Partilho, de certa forma. Em realidade, quer a lei, quer a sua regulamentação há muito estão aprovadas e publicadas em Diário da República. O que eu acho é que não foi feita a devida sensibilização e articulação com outros ministérios para a explicação das formas e das condições de funcionamento desta lei. Por outro lado, é bem verdade que os artistas não integram as prioridades e o respeito do nosso País. Basta ver o que fizeram com o Ministério da Cultura, que foi completamente arrasado e transformado numa direcção de um ministério sem sentido.

Enquanto o Estado não prioriza a cultura, a nível da sociedade civil há passos que se vão dando para maior valorização da classe artística. A Sociedade Angolana de Direitos de Autor (SADIA), por exemplo, já começou a dar os primeiros passos no sentido de dignificar os artistas. Inclusive, o seu director jurídico anunciou, em entrevista ao Novo Jornal, que a associação já entregou 13 milhões de kwanzas a 120 autores angolanos, no primeiro trimestre deste ano. Está optimista quanto à actuação dessa instituição?

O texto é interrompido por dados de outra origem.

//! The training orchestrator: split, embed, fit, predict, evaluate.

use std::collections::{BTreeMap, BTreeSet};

use log::info;

use crate::classifier::{
    ClassifierError, KnnClassifier, LabelSet, MultiLabelClassifier, OneVsRestClassifier,
};
use crate::data::{extract_labels, train_test_split, ExportRecord};
use crate::embedding::EmbeddingProvider;
use crate::metrics::{label_distribution, macro_f1, per_label_recall, top_k_accuracy};
use crate::report::{RunMetrics, RunOutcome};

/// Below this many labeled records a run is reported as failed instead of
/// trained. Cold-start labeling systems hit this routinely, so it is a soft,
/// reportable condition rather than a hard error.
pub const MIN_TRAINING_SAMPLES: usize = 10;

/// How many ranked predictions count for the accuracy metric.
pub const EVAL_TOP_K: usize = 3;

/// Which classification strategy a run uses.
#[derive(Debug, Clone, Copy, PartialEq, Eq, clap::ValueEnum)]
pub enum Method {
    /// Neighbor voting over embedding similarity
    Knn,
    /// One-vs-rest logistic regression
    Logreg,
}

impl std::fmt::Display for Method {
    fn fmt(&self, f: &mut std::fmt::Formatter<'_>) -> std::fmt::Result {
        match self {
            Method::Knn => write!(f, "knn"),
            Method::Logreg => write!(f, "logreg"),
        }
    }
}

/// Parameters for one training run.
#[derive(Debug, Clone)]
pub struct RunConfig {
    pub method: Method,
    pub k: usize,
    pub threshold: f32,
    pub test_split: f64,
    pub seed: u64,
}

impl Default for RunConfig {
    fn default() -> Self {
        Self {
            method: Method::Knn,
            k: 5,
            threshold: crate::classifier::DEFAULT_PREDICT_THRESHOLD,
            test_split: 0.2,
            seed: 42,
        }
    }
}

fn round4(value: f64) -> f64 {
    (value * 10_000.0).round() / 10_000.0
}

/// Trains the selected classifier on an embedded split of `records` and
/// scores it on the held-out portion.
///
/// Too little data yields `Ok(RunOutcome::Failed { .. })` so the caller can
/// still deliver a failure report; invalid state or input fails hard.
pub fn run_training<P: EmbeddingProvider>(
    records: &[ExportRecord],
    provider: &P,
    config: &RunConfig,
) -> Result<RunOutcome, ClassifierError> {
    let texts: Vec<String> = records.iter().map(|r| r.text.clone()).collect();
    let labels: Vec<LabelSet> = records.iter().map(extract_labels).collect();

    let all_labels: Vec<String> = labels
        .iter()
        .flatten()
        .cloned()
        .collect::<BTreeSet<String>>()
        .into_iter()
        .collect();
    info!("Found {} unique labels", all_labels.len());

    if records.len() < MIN_TRAINING_SAMPLES {
        return Ok(RunOutcome::Failed {
            reason: format!(
                "Insufficient data: {} samples (minimum {} required)",
                records.len(),
                MIN_TRAINING_SAMPLES
            ),
        });
    }

    let (texts_train, texts_test, labels_train, labels_test) =
        train_test_split(texts, labels, config.test_split, config.seed);
    info!("Training samples: {}", texts_train.len());
    info!("Test samples: {}", texts_test.len());

    info!("Generating embeddings...");
    let train_vectors = provider.embed_batch(&texts_train)?;
    let test_vectors = provider.embed_batch(&texts_test)?;

    info!("Training {} classifier...", config.method);
    let mut classifier: Box<dyn MultiLabelClassifier> = match config.method {
        Method::Knn => Box::new(KnnClassifier::new(config.k)),
        Method::Logreg => Box::new(OneVsRestClassifier::new(config.threshold)),
    };
    classifier.fit(&train_vectors, &labels_train)?;

    let threshold_override = match config.method {
        Method::Knn => Some(config.threshold),
        Method::Logreg => None, // construction-time default applies
    };
    let (predictions, ranked_predictions) =
        classifier.predict(&test_vectors, threshold_override)?;

    info!("Calculating metrics...");
    let top3 = top_k_accuracy(&labels_test, &ranked_predictions, EVAL_TOP_K);
    let macro_f1_score = macro_f1(&labels_test, &predictions, &all_labels);
    let recall_by_label: BTreeMap<String, f64> =
        per_label_recall(&labels_test, &predictions, &all_labels)
            .into_iter()
            .map(|(label, recall)| (label, round4(recall)))
            .collect();
    let train_distribution: BTreeMap<String, usize> =
        label_distribution(&labels_train).into_iter().collect();

    Ok(RunOutcome::Completed(RunMetrics {
        top3_accuracy: round4(top3),
        macro_f1: round4(macro_f1_score),
        per_label_recall: recall_by_label,
        train_samples: texts_train.len(),
        test_samples: texts_test.len(),
        unique_labels: all_labels.len(),
        label_distribution: train_distribution,
    }))
}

Eu sou membro-fundador e integrei o primeiro conselho de administração da SADIA. Na época, estávamos todos optimistas, tendo, inclusivamente, efectuado estágios de formação nalgumas sociedades congéneres no exterior. Tenho, portanto, certo carinho por esta instituição. O que eu acho é que, neste momento, se deveria apostar nela, ao invés de se estarem a alimentar outras, sem vocação para o efeito. Uma sociedade de direitos autorais é um instrumento fundamental de defesa e protecção da propriedade intelectual.